### Exercise details
Which lines of the entries contain the string "fresh"? Copy each of them.

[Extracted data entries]
# # # # # # #
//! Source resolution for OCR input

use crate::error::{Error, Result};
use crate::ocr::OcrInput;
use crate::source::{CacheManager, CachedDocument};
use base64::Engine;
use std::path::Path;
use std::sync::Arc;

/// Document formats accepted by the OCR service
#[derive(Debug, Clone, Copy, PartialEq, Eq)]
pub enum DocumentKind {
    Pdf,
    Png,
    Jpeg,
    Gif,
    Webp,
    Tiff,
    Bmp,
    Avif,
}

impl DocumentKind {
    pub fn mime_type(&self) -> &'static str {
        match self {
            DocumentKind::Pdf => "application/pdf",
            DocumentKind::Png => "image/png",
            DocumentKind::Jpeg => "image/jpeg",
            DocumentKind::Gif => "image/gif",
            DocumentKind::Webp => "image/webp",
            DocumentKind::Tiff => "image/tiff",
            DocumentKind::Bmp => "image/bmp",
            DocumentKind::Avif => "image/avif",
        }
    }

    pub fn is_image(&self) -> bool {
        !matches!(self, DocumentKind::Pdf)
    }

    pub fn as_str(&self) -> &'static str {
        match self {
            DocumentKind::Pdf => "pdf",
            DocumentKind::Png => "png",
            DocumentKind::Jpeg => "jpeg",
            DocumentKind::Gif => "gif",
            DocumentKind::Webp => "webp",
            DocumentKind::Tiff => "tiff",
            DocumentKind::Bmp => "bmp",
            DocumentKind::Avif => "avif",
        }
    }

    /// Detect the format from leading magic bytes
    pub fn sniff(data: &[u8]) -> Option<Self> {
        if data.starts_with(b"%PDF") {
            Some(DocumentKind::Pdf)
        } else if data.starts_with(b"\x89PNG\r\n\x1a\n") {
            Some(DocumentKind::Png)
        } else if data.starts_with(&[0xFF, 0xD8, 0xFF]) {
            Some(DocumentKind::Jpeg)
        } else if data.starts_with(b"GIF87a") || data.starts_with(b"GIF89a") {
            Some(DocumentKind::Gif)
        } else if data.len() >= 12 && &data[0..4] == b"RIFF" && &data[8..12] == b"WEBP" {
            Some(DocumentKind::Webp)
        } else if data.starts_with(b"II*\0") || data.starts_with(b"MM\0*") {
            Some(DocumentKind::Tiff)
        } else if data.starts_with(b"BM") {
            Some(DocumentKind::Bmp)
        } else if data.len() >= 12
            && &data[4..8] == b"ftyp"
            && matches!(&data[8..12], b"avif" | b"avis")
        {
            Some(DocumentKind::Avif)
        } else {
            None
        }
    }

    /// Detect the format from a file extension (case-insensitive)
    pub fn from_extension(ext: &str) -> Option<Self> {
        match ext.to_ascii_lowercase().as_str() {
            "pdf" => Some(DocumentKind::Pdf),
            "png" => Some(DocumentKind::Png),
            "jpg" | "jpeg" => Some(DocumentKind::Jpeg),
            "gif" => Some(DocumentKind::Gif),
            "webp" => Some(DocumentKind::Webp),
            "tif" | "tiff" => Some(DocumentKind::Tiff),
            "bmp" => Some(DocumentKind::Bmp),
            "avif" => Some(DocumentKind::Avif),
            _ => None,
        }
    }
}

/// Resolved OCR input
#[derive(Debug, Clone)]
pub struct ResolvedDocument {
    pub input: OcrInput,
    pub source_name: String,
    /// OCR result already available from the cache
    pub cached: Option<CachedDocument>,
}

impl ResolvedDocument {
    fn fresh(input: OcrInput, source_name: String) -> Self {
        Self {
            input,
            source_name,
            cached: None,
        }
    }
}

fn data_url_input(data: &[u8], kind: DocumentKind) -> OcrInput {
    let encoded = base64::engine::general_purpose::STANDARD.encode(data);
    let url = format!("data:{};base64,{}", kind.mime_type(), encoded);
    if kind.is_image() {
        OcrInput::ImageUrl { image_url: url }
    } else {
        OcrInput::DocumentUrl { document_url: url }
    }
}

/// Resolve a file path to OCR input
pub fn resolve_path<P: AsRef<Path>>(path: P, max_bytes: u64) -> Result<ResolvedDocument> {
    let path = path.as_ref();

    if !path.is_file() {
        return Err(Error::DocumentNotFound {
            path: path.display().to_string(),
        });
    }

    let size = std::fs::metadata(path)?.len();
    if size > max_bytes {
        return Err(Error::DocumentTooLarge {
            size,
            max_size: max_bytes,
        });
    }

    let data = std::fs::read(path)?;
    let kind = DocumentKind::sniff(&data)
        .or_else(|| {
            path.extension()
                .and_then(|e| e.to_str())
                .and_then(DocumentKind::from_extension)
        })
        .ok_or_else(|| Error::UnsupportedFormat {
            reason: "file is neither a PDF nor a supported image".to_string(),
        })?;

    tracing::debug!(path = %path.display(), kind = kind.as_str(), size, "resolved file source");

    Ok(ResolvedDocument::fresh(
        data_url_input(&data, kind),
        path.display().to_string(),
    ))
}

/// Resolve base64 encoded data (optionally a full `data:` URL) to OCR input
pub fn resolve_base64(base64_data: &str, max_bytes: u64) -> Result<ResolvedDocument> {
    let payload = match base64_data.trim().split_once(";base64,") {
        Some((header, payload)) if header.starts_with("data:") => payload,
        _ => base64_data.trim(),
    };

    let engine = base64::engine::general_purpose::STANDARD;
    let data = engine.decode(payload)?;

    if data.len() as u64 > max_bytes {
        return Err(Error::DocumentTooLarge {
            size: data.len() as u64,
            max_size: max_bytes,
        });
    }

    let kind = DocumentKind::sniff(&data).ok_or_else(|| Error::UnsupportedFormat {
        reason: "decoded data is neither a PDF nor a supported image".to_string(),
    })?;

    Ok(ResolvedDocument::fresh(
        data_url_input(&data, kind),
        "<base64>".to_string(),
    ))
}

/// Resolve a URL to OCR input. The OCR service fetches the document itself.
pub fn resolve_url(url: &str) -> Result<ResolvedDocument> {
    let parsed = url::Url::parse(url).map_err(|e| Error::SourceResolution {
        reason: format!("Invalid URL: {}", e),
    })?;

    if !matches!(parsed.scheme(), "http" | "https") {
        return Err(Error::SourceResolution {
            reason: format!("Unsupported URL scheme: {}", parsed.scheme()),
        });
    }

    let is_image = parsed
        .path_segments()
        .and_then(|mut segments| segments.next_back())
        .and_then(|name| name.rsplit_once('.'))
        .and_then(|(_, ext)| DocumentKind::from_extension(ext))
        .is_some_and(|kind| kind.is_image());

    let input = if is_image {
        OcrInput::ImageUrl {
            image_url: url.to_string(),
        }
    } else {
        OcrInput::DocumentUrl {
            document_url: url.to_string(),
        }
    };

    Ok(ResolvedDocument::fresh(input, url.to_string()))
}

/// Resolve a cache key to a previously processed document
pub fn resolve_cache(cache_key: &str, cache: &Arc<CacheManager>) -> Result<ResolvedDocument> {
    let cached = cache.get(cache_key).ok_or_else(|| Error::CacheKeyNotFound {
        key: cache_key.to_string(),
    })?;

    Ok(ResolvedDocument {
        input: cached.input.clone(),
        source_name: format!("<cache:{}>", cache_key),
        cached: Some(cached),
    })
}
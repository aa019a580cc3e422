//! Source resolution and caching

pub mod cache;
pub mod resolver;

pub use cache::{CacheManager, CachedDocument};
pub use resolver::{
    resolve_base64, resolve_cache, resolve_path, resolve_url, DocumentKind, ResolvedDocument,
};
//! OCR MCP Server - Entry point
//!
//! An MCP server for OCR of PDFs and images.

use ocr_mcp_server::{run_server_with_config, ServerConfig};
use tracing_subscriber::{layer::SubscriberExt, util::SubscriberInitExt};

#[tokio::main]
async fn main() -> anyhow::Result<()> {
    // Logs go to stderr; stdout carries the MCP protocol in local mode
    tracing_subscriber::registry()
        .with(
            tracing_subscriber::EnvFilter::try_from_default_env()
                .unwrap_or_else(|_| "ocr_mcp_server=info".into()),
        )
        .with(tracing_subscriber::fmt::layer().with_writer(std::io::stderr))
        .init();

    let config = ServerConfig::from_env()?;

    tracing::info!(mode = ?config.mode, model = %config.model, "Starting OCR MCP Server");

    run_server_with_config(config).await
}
# # # # # # #
### Your solution
    fn fresh(input: OcrInput, source_name: String) -> Self {
    Ok(ResolvedDocument::fresh(
    Ok(ResolvedDocument::fresh(
    Ok(ResolvedDocument::fresh(input, url.to_string()))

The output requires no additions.